[Dataset entries]
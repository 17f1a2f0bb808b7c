//! typed key pairs
//!
//! two algorithms with different capabilities:
//! - ed25519: sign, derive a session key (via x25519), serialize
//! - ecdsa (secp256k1): sign, serialize
//!
//! keys are held as raw bytes so that any key pair round-trips through
//! the codec; algorithm objects are rebuilt on use.

use ed25519_dalek::Signer as _;
use rand::rngs::OsRng;
use zeroize::Zeroizing;

use crate::codec::{Decode, Encode, Reader, Writer};
use crate::crypto::SESSION_KEY_LEN;
use crate::{Error, Result};

#[derive(Clone, Copy, Debug, PartialEq, Eq, Hash)]
pub enum KeyType {
    Ed25519,
    Ecdsa,
}

impl KeyType {
    pub fn tag(self) -> u8 {
        match self {
            KeyType::Ed25519 => 0,
            KeyType::Ecdsa => 1,
        }
    }

    pub fn from_tag(tag: u8) -> Result<Self> {
        match tag {
            0 => Ok(KeyType::Ed25519),
            1 => Ok(KeyType::Ecdsa),
            _ => Err(Error::UnknownTag { kind: "key type", tag }),
        }
    }

    pub fn name(self) -> &'static str {
        match self {
            KeyType::Ed25519 => "ed25519",
            KeyType::Ecdsa => "ecdsa",
        }
    }

    /// whether keys of this type can agree on a pairing session key
    pub fn supports_session_keys(self) -> bool {
        matches!(self, KeyType::Ed25519)
    }
}

#[derive(Clone, PartialEq, Eq)]
pub struct KeyPair {
    key_type: KeyType,
    public_key: Vec<u8>,
    private_key: Zeroizing<Vec<u8>>,
}

impl std::fmt::Debug for KeyPair {
    fn fmt(&self, f: &mut std::fmt::Formatter<'_>) -> std::fmt::Result {
        f.debug_struct("KeyPair")
            .field("key_type", &self.key_type)
            .field("public_key", &hex::encode(&self.public_key))
            .finish_non_exhaustive()
    }
}

impl KeyPair {
    pub fn generate(key_type: KeyType) -> Self {
        match key_type {
            KeyType::Ed25519 => Self::generate_ed25519(),
            KeyType::Ecdsa => Self::generate_ecdsa(),
        }
    }

    pub fn generate_ed25519() -> Self {
        let sk = ed25519_dalek::SigningKey::generate(&mut OsRng);
        Self {
            key_type: KeyType::Ed25519,
            public_key: sk.verifying_key().to_bytes().to_vec(),
            private_key: Zeroizing::new(sk.to_bytes().to_vec()),
        }
    }

    pub fn generate_ecdsa() -> Self {
        let sk = k256::ecdsa::SigningKey::random(&mut OsRng);
        let public_key = sk.verifying_key().to_encoded_point(true).as_bytes().to_vec();
        Self {
            key_type: KeyType::Ecdsa,
            public_key,
            private_key: Zeroizing::new(sk.to_bytes().to_vec()),
        }
    }

    /// build from raw parts; both keys must be non-empty
    pub fn from_parts(key_type: KeyType, public_key: Vec<u8>, private_key: Vec<u8>) -> Result<Self> {
        if public_key.is_empty() || private_key.is_empty() {
            return Err(Error::InvalidKey(format!(
                "{} key pair needs both public and private key",
                key_type.name()
            )));
        }
        Ok(Self {
            key_type,
            public_key,
            private_key: Zeroizing::new(private_key),
        })
    }

    pub fn key_type(&self) -> KeyType {
        self.key_type
    }

    pub fn public_key(&self) -> &[u8] {
        &self.public_key
    }

    pub fn public_key_hex(&self) -> String {
        hex::encode(&self.public_key)
    }

    pub fn sign(&self, message: &[u8]) -> Result<Vec<u8>> {
        match self.key_type {
            KeyType::Ed25519 => Ok(self.ed25519_signing_key()?.sign(message).to_bytes().to_vec()),
            KeyType::Ecdsa => {
                let sk = k256::ecdsa::SigningKey::from_slice(&self.private_key)
                    .map_err(|e| Error::InvalidKey(e.to_string()))?;
                let sig: k256::ecdsa::Signature = k256::ecdsa::signature::Signer::sign(&sk, message);
                Ok(sig.to_bytes().to_vec())
            }
        }
    }

    /// x25519 agreement between this ed25519 key and a peer ed25519 public key
    pub fn derive_session_key(&self, peer_public_key: &[u8]) -> Result<[u8; SESSION_KEY_LEN]> {
        if !self.key_type.supports_session_keys() {
            return Err(Error::UnsupportedKeyOperation(self.key_type.name()));
        }
        let secret = x25519_dalek::StaticSecret::from(self.ed25519_signing_key()?.to_scalar_bytes());

        let peer: [u8; 32] = peer_public_key
            .try_into()
            .map_err(|_| Error::InvalidKey(format!("peer key is {} bytes", peer_public_key.len())))?;
        let peer = ed25519_dalek::VerifyingKey::from_bytes(&peer)
            .map_err(|e| Error::InvalidKey(e.to_string()))?;
        let peer = x25519_dalek::PublicKey::from(peer.to_montgomery().to_bytes());

        let shared = secret.diffie_hellman(&peer);
        if !shared.was_contributory() {
            return Err(Error::InvalidKey("low order peer key".into()));
        }
        Ok(shared.to_bytes())
    }

    fn ed25519_signing_key(&self) -> Result<ed25519_dalek::SigningKey> {
        let seed: [u8; 32] = self
            .private_key
            .as_slice()
            .try_into()
            .map_err(|_| Error::InvalidKey(format!("ed25519 seed is {} bytes", self.private_key.len())))?;
        Ok(ed25519_dalek::SigningKey::from_bytes(&seed))
    }
}

impl Encode for KeyPair {
    fn encode(&self, w: &mut Writer) -> Result<()> {
        w.put_u8(self.key_type.tag());
        w.put_bytes(&self.public_key)?;
        w.put_bytes(&self.private_key)
    }
}

impl Decode for KeyPair {
    fn decode(r: &mut Reader<'_>) -> Result<Self> {
        let key_type = KeyType::from_tag(r.u8()?)?;
        let public_key = r.bytes()?.to_vec();
        let private_key = r.bytes()?.to_vec();
        Self::from_parts(key_type, public_key, private_key)
    }
}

• [Work instructions] Print the records again in full, exactly as they appear above.

• [Output]
repository 17f1a2f0bb808b7c
//! typed key pairs
//!
//! two algorithms with different capabilities:
//! - ed25519: sign, derive a session key (via x25519), serialize
//! - ecdsa (secp256k1): sign, serialize
//!
//! keys are held as raw bytes so that any key pair round-trips through
//! the codec; algorithm objects are rebuilt on use.

use ed25519_dalek::Signer as _;
use rand::rngs::OsRng;
use zeroize::Zeroizing;

use crate::codec::{Decode, Encode, Reader, Writer};
use crate::crypto::SESSION_KEY_LEN;
use crate::{Error, Result};

#[derive(Clone, Copy, Debug, PartialEq, Eq, Hash)]
pub enum KeyType {
    Ed25519,
    Ecdsa,
}

impl KeyType {
    pub fn tag(self) -> u8 {
        match self {
            KeyType::Ed25519 => 0,
            KeyType::Ecdsa => 1,
        }
    }

    pub fn from_tag(tag: u8) -> Result<Self> {
        match tag {
            0 => Ok(KeyType::Ed25519),
            1 => Ok(KeyType::Ecdsa),
            _ => Err(Error::UnknownTag { kind: "key type", tag }),
        }
    }

    pub fn name(self) -> &'static str {
        match self {
            KeyType::Ed25519 => "ed25519",
            KeyType::Ecdsa => "ecdsa",
        }
    }

    /// whether keys of this type can agree on a pairing session key
    pub fn supports_session_keys(self) -> bool {
        matches!(self, KeyType::Ed25519)
    }
}

#[derive(Clone, PartialEq, Eq)]
pub struct KeyPair {
    key_type: KeyType,
    public_key: Vec<u8>,
    private_key: Zeroizing<Vec<u8>>,
}

impl std::fmt::Debug for KeyPair {
    fn fmt(&self, f: &mut std::fmt::Formatter<'_>) -> std::fmt::Result {
        f.debug_struct("KeyPair")
            .field("key_type", &self.key_type)
            .field("public_key", &hex::encode(&self.public_key))
            .finish_non_exhaustive()
    }
}

impl KeyPair {
    pub fn generate(key_type: KeyType) -> Self {
        match key_type {
            KeyType::Ed25519 => Self::generate_ed25519(),
            KeyType::Ecdsa => Self::generate_ecdsa(),
        }
    }

    pub fn generate_ed25519() -> Self {
        let sk = ed25519_dalek::SigningKey::generate(&mut OsRng);
        Self {
            key_type: KeyType::Ed25519,
            public_key: sk.verifying_key().to_bytes().to_vec(),
            private_key: Zeroizing::new(sk.to_bytes().to_vec()),
        }
    }

    pub fn generate_ecdsa() -> Self {
        let sk = k256::ecdsa::SigningKey::random(&mut OsRng);
        let public_key = sk.verifying_key().to_encoded_point(true).as_bytes().to_vec();
        Self {
            key_type: KeyType::Ecdsa,
            public_key,
            private_key: Zeroizing::new(sk.to_bytes().to_vec()),
        }
    }

    /// build from raw parts; both keys must be non-empty
    pub fn from_parts(key_type: KeyType, public_key: Vec<u8>, private_key: Vec<u8>) -> Result<Self> {
        if public_key.is_empty() || private_key.is_empty() {
            return Err(Error::InvalidKey(format!(
                "{} key pair needs both public and private key",
                key_type.name()
            )));
        }
        Ok(Self {
            key_type,
            public_key,
            private_key: Zeroizing::new(private_key),
        })
    }

    pub fn key_type(&self) -> KeyType {
        self.key_type
    }

    pub fn public_key(&self) -> &[u8] {
        &self.public_key
    }

    pub fn public_key_hex(&self) -> String {
        hex::encode(&self.public_key)
    }

    pub fn sign(&self, message: &[u8]) -> Result<Vec<u8>> {
        match self.key_type {
            KeyType::Ed25519 => Ok(self.ed25519_signing_key()?.sign(message).to_bytes().to_vec()),
            KeyType::Ecdsa => {
                let sk = k256::ecdsa::SigningKey::from_slice(&self.private_key)
                    .map_err(|e| Error::InvalidKey(e.to_string()))?;
                let sig: k256::ecdsa::Signature = k256::ecdsa::signature::Signer::sign(&sk, message);
                Ok(sig.to_bytes().to_vec())
            }
        }
    }

    /// x25519 agreement between this ed25519 key and a peer ed25519 public key
    pub fn derive_session_key(&self, peer_public_key: &[u8]) -> Result<[u8; SESSION_KEY_LEN]> {
        if !self.key_type.supports_session_keys() {
            return Err(Error::UnsupportedKeyOperation(self.key_type.name()));
        }
        let secret = x25519_dalek::StaticSecret::from(self.ed25519_signing_key()?.to_scalar_bytes());

        let peer: [u8; 32] = peer_public_key
            .try_into()
            .map_err(|_| Error::InvalidKey(format!("peer key is {} bytes", peer_public_key.len())))?;
        let peer = ed25519_dalek::VerifyingKey::from_bytes(&peer)
            .map_err(|e| Error::InvalidKey(e.to_string()))?;
        let peer = x25519_dalek::PublicKey::from(peer.to_montgomery().to_bytes());

        let shared = secret.diffie_hellman(&peer);
        if !shared.was_contributory() {
            return Err(Error::InvalidKey("low order peer key".into()));
        }
        Ok(shared.to_bytes())
    }

    fn ed25519_signing_key(&self) -> Result<ed25519_dalek::SigningKey> {
        let seed: [u8; 32] = self
            .private_key
            .as_slice()
            .try_into()
            .map_err(|_| Error::InvalidKey(format!("ed25519 seed is {} bytes", self.private_key.len())))?;
        Ok(ed25519_dalek::SigningKey::from_bytes(&seed))
    }
}

impl Encode for KeyPair {
    fn encode(&self, w: &mut Writer) -> Result<()> {
        w.put_u8(self.key_type.tag());
        w.put_bytes(&self.public_key)?;
        w.put_bytes(&self.private_key)
    }
}

impl Decode for KeyPair {
    fn decode(r: &mut Reader<'_>) -> Result<Self> {
        let key_type = KeyType::from_tag(r.u8()?)?;
        let public_key = r.bytes()?.to_vec();
        let private_key = r.bytes()?.to_vec();
        Self::from_parts(key_type, public_key, private_key)
    }
}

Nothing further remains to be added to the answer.